While in the USA, for one year, as Missionaries in Residence in the American Baptist Churches of the South Region, we had prepared ourselves through prayer and research for this task, but our preparation was not nearly enough.Poverty had been all around us in South Africa, our previous mission field since 1997, and we also witnessed and lived among the poor in America, but nothing had prepared us for the crushing poverty of Zambia.
The resources are abundant but, as in most countries, in the hands of the very few.As foreigners in this new land, we get only a glimpse of the overwhelming sense of helplessness some of the national Zambians experience and live under everyday.Unable to participate in their own economy and shut out of the economic system due to the extremely high unemployment rate, they are forced to literally live off the land.With lending rates upwards of 23% and savings and investor rates of a mere 1-6%, most people can't afford decent housing.Those who are able to rent out their house for income do so at exorbitant rates asking for 4-6 months, and in some cases 1-2 years, in advance.They, in turn, take this upfront money to renovate the unfinished house you rent and the owner of the particular house will take his/her family and live in a less expensive rented flat!
It is common and welcomed to see vendors peddling fresh fruit and vegetables; it is also common to see weavers along the sides of the road weaving cane chairs, couches, tables and baskets.But the sight of women and children sitting on piles of rocks working in extreme heat, breaking the rocks into pebbles with pick axes to sell, is heartbreaking and defies the imagination. It is common to see women walking with heavy loads of water or bundles of goods, or sticks on their head to sell for firewood.As a way of life some of the men peddle a bicycle selling charcoal in sacks in order to feed their families. There are many street children begging at the side of the road for money or food.If money is given the child will take it in some cases to by glue, their cheap drug of choice, to huff.
The sights and sounds of our new mission field, where we are to make our home, are still overwhelming but we know that God has put us in a position to learn from others and to walk in their shoes.We have, on occasions, heard some pray: "Lord break me and mold me and use me and fill me up.But wow, the breaking and filling up process can be quite painful.

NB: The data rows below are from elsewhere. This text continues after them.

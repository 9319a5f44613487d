// SPDX-License-Identifier: MIT OR Apache-2.0

//! Descriptor trees.
//!
//! A schema is an ordinary value: a tree of [`Node`]s built once per
//! composite type and shared behind `Arc`s, so one dialect's descriptor can
//! embed another's wholesale (a snapshot document embeds the full domain
//! descriptor this way). The consume engine ([`crate::de`]) and the produce
//! engine ([`crate::ser`]) are the only interpreters.

use std::sync::Arc;

use crate::leaf::Leaf;
use crate::NameRef;

/// One descriptor in a schema tree.
///
/// Group nodes (`Ordered`, `Unordered`, `Choice`) and quantifiers
/// (`Optional`, `ZeroOrMore`, `OneOrMore`) shape the [`crate::slot::Slot`]
/// the engines exchange; see each variant for the shape it yields.
#[derive(Debug)]
pub enum Node {
    /// An attribute on the enclosing element. Yields `Slot::Scalar`.
    Attribute {
        name: NameRef<'static>,
        leaf: Arc<Leaf>,
    },

    /// A child element. Matching opens the element; `inner` must account for
    /// every child element inside it. Yields whatever `inner` yields.
    Element {
        name: NameRef<'static>,
        inner: Arc<Node>,
    },

    /// The enclosing element's directly-contained text. Yields
    /// `Slot::Scalar`.
    Text { leaf: Arc<Leaf> },

    /// Asserts the enclosing element has no text content; pairs with
    /// `Element` for presence-flag elements like `<readonly/>`. Yields
    /// `Slot::Present`.
    Empty,

    /// Transparent grouping: `inner` matches against the current element
    /// without opening a new one.
    Fragment(Arc<Node>),

    /// Members must match in declaration order. Yields `Slot::Group` with
    /// one entry per member.
    Ordered(Vec<Arc<Node>>),

    /// Members may match in any document order; every member must match
    /// exactly once. Yields `Slot::Group` in declaration order regardless of
    /// the order found.
    Unordered(Vec<Arc<Node>>),

    /// Alternatives tried in declaration order; the first that matches wins,
    /// even if a later one would also match (and match more). Yields
    /// `Slot::Choice` tagged with the winning arm's index.
    Choice(Vec<Arc<Node>>),

    /// Zero or one match. Yields `Slot::Absent` or the inner slot.
    Optional(Arc<Node>),

    /// Any number of matches. Yields `Slot::List`.
    ZeroOrMore(Arc<Node>),

    /// One or more matches. Yields a non-empty `Slot::List`.
    OneOrMore(Arc<Node>),
}

pub fn attribute(name: NameRef<'static>, leaf: Arc<Leaf>) -> Arc<Node> {
    Arc::new(Node::Attribute { name, leaf })
}

pub fn element(name: NameRef<'static>, inner: Arc<Node>) -> Arc<Node> {
    Arc::new(Node::Element { name, inner })
}

pub fn text(leaf: Arc<Leaf>) -> Arc<Node> {
    Arc::new(Node::Text { leaf })
}

pub fn empty() -> Arc<Node> {
    Arc::new(Node::Empty)
}

pub fn fragment(inner: Arc<Node>) -> Arc<Node> {
    Arc::new(Node::Fragment(inner))
}

pub fn ordered(members: Vec<Arc<Node>>) -> Arc<Node> {
    Arc::new(Node::Ordered(members))
}

pub fn unordered(members: Vec<Arc<Node>>) -> Arc<Node> {
    Arc::new(Node::Unordered(members))
}

pub fn choice(arms: Vec<Arc<Node>>) -> Arc<Node> {
    Arc::new(Node::Choice(arms))
}

pub fn optional(inner: Arc<Node>) -> Arc<Node> {
    Arc::new(Node::Optional(inner))
}

pub fn zero_or_more(inner: Arc<Node>) -> Arc<Node> {
    Arc::new(Node::ZeroOrMore(inner))
}

pub fn one_or_more(inner: Arc<Node>) -> Arc<Node> {
    Arc::new(Node::OneOrMore(inner))
}

/// A leaf text element, `element(name, text(leaf))`. The most common shape
/// in the libvirt vocabulary.
pub fn text_element(name: NameRef<'static>, leaf: Arc<Leaf>) -> Arc<Node> {
    element(name, text(leaf))
}

/// An optional presence-flag element, `optional(element(name, empty()))`.
pub fn flag_element(name: NameRef<'static>) -> Arc<Node> {
    optional(element(name, empty()))
}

Chasah, Caleb and Charliese, our three Missionary Kids (MK's) on the field with us, have started school at the American Embassy School in Lusaka.We do not have a ministry vehicle and have had to rent a car to get around and to begin our search for a house to live in. So many times we started out on a road and lo and behold, the road, or at least the paved portion of the road, would end giving way to rocks, dirt, ruts or major potholes.
Presidential elections here are September 28th, and already we have received warnings from the American Embassy for all Americans in Zambia to "keep a low profile".Zambia is basically a peaceful country but sporadic violence can break out in some areas during government elections.Please pray for the people of Zambia that their new government would be more sensitive to basic needs of housing and water, good roads and safe transportation.We pray for ourselves that this situation of no house and no vehicle for ministry is temporary.We, also, ask you to join in prayer with us for God's assuring presence and deliverance of our Zambian brothers and sisters, who have come to know lack and frustration as a way of life.